» INSTRUCTIONS FOR THE TASK:
A bare number is the expected answer: the count of lines in the records that contain the word "filled".

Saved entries
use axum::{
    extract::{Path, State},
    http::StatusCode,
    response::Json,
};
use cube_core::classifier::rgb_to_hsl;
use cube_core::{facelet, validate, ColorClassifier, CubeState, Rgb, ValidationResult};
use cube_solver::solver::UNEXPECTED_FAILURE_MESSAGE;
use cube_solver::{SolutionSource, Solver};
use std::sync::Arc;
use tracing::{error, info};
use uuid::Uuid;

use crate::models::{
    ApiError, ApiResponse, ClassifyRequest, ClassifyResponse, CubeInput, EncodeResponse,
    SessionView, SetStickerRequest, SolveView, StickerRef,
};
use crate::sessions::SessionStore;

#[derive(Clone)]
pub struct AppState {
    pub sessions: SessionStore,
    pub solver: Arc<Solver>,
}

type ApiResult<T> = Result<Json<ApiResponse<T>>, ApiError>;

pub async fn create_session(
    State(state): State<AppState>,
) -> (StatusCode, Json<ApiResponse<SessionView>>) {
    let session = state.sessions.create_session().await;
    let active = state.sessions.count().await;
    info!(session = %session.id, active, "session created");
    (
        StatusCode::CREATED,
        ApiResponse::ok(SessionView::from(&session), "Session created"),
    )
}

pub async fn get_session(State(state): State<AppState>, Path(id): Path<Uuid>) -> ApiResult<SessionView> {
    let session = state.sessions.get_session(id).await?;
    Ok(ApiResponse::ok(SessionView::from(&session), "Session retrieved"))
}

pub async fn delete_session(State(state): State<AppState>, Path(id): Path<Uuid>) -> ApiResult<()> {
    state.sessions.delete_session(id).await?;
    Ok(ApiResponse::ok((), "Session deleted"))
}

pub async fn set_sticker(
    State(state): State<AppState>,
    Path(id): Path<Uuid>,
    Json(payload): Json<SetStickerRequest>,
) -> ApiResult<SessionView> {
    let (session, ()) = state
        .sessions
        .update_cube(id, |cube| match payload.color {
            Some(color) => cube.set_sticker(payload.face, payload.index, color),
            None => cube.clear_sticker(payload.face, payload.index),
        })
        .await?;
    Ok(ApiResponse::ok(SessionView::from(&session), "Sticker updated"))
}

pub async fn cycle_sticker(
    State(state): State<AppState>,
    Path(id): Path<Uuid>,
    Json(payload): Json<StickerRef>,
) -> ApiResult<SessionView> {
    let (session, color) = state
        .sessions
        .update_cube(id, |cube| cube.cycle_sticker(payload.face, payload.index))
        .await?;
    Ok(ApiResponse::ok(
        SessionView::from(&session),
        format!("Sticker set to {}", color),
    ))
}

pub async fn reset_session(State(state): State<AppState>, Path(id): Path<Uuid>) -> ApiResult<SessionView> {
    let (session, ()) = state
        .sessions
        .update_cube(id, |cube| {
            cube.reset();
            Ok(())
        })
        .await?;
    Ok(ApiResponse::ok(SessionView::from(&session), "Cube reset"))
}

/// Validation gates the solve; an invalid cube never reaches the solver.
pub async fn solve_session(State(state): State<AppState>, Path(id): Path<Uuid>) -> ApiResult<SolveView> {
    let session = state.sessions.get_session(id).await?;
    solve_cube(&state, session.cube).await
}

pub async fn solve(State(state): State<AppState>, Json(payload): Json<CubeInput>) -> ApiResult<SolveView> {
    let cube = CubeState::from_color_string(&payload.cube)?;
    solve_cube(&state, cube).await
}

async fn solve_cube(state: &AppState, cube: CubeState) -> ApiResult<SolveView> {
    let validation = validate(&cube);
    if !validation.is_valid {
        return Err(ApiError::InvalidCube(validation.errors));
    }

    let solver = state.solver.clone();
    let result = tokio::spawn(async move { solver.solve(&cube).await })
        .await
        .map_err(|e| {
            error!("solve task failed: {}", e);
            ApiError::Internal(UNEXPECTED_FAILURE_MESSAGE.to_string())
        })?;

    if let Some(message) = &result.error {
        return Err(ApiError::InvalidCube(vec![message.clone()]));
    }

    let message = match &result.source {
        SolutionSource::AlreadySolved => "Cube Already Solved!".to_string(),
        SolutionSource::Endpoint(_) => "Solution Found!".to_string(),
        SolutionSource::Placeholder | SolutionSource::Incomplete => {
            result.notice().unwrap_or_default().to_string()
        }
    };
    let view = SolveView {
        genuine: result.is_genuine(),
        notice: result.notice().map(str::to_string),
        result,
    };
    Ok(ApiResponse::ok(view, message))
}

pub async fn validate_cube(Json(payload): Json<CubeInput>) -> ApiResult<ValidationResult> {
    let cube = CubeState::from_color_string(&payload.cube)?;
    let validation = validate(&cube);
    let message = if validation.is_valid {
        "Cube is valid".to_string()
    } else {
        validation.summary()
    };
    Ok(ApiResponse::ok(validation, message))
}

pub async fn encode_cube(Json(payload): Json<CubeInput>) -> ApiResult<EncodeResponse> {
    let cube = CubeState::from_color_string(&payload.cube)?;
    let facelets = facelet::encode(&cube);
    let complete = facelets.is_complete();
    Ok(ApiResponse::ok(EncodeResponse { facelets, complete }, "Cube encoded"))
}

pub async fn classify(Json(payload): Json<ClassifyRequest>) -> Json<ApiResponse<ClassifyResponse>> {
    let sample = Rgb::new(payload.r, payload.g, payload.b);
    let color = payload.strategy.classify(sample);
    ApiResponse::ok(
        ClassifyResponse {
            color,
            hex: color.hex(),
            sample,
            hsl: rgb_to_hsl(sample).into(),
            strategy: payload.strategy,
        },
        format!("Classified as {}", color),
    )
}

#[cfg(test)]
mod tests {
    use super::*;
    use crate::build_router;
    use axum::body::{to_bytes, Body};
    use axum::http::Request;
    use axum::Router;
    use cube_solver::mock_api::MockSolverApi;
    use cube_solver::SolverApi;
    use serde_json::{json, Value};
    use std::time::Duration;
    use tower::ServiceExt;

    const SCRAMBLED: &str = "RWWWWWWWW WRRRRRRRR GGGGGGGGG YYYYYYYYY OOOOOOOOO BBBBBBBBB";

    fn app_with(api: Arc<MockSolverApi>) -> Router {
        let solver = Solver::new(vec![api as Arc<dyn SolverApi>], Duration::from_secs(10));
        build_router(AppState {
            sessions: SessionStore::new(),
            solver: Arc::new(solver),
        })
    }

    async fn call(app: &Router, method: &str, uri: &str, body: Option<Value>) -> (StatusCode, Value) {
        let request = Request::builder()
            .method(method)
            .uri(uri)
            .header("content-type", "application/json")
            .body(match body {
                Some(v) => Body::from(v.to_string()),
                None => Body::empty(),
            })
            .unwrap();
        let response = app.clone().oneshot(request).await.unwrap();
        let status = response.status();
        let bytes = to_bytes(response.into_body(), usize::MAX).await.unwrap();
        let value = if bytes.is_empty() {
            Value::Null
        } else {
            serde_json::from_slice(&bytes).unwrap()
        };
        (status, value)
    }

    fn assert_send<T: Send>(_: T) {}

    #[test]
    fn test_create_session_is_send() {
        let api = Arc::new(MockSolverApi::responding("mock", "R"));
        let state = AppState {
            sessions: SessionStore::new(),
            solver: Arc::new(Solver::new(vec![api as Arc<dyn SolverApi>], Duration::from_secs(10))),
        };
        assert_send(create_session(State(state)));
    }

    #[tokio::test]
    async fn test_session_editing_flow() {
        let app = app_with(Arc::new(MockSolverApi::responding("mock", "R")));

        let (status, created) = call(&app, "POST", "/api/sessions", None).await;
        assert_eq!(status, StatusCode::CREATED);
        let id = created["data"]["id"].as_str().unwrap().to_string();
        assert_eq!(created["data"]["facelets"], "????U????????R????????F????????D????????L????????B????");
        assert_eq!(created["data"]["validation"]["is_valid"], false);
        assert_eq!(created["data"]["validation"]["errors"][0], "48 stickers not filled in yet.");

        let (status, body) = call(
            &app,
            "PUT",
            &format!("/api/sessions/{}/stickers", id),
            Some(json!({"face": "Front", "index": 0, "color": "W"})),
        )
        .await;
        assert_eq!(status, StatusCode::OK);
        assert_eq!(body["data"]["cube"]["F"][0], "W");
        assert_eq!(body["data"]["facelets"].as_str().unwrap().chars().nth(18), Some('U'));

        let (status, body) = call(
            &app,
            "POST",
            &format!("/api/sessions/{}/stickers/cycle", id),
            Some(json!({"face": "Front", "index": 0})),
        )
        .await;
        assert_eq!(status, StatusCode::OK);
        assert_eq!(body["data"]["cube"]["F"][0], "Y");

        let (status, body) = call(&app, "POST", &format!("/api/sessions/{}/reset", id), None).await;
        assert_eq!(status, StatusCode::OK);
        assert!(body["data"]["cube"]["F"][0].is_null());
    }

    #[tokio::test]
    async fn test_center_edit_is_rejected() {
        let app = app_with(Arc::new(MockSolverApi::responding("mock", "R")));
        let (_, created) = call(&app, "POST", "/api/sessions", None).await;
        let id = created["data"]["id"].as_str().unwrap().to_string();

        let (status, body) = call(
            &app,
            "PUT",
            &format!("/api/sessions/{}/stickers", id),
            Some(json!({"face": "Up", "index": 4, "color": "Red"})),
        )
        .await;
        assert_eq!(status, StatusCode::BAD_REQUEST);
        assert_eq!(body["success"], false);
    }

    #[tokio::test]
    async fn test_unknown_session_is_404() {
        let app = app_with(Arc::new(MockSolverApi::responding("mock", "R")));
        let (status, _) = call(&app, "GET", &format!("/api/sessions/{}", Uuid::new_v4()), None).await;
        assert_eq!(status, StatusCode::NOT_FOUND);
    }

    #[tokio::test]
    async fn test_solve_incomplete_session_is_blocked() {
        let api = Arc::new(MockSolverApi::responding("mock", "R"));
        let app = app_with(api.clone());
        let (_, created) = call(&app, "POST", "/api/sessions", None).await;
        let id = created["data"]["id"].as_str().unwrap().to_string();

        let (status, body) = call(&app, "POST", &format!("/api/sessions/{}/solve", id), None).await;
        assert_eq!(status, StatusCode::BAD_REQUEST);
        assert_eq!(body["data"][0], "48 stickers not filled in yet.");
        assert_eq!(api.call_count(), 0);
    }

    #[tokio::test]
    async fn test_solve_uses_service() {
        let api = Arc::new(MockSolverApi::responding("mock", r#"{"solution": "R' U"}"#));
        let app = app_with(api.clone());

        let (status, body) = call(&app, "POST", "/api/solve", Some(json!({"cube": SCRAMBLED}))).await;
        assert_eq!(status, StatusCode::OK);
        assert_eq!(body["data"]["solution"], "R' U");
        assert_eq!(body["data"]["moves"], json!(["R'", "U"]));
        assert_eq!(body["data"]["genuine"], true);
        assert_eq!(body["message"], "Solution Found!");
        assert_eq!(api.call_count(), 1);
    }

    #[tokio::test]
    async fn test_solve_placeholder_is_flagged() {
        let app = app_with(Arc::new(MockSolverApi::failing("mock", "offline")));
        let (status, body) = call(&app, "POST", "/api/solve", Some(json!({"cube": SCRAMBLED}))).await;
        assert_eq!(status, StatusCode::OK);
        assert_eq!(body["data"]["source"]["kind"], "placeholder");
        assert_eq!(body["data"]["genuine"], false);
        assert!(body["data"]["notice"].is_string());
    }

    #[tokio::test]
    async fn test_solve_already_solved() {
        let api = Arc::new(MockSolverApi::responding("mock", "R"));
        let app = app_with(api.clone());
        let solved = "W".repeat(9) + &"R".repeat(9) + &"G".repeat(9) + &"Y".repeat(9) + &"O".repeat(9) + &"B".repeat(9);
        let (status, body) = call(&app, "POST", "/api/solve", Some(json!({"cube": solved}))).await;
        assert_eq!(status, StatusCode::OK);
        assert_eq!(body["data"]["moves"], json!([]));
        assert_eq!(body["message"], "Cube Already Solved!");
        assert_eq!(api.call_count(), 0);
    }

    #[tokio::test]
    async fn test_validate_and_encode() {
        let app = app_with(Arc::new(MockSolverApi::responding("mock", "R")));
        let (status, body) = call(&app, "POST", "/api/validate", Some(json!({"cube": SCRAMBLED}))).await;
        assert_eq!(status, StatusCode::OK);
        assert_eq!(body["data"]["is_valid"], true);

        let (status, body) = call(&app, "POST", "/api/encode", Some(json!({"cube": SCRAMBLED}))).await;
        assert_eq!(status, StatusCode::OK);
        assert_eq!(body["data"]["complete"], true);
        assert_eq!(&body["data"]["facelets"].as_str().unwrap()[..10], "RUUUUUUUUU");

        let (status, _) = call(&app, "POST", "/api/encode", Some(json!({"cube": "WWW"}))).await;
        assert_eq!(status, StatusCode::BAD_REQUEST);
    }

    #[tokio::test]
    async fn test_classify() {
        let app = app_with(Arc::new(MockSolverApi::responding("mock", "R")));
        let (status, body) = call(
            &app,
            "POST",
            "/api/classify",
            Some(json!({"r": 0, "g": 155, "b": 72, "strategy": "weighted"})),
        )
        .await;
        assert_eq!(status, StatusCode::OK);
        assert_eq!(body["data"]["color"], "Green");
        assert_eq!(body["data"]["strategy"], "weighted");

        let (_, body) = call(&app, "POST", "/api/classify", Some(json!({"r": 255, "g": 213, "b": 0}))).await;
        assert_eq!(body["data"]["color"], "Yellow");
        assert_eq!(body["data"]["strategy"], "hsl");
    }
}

» TASK RESULT:
2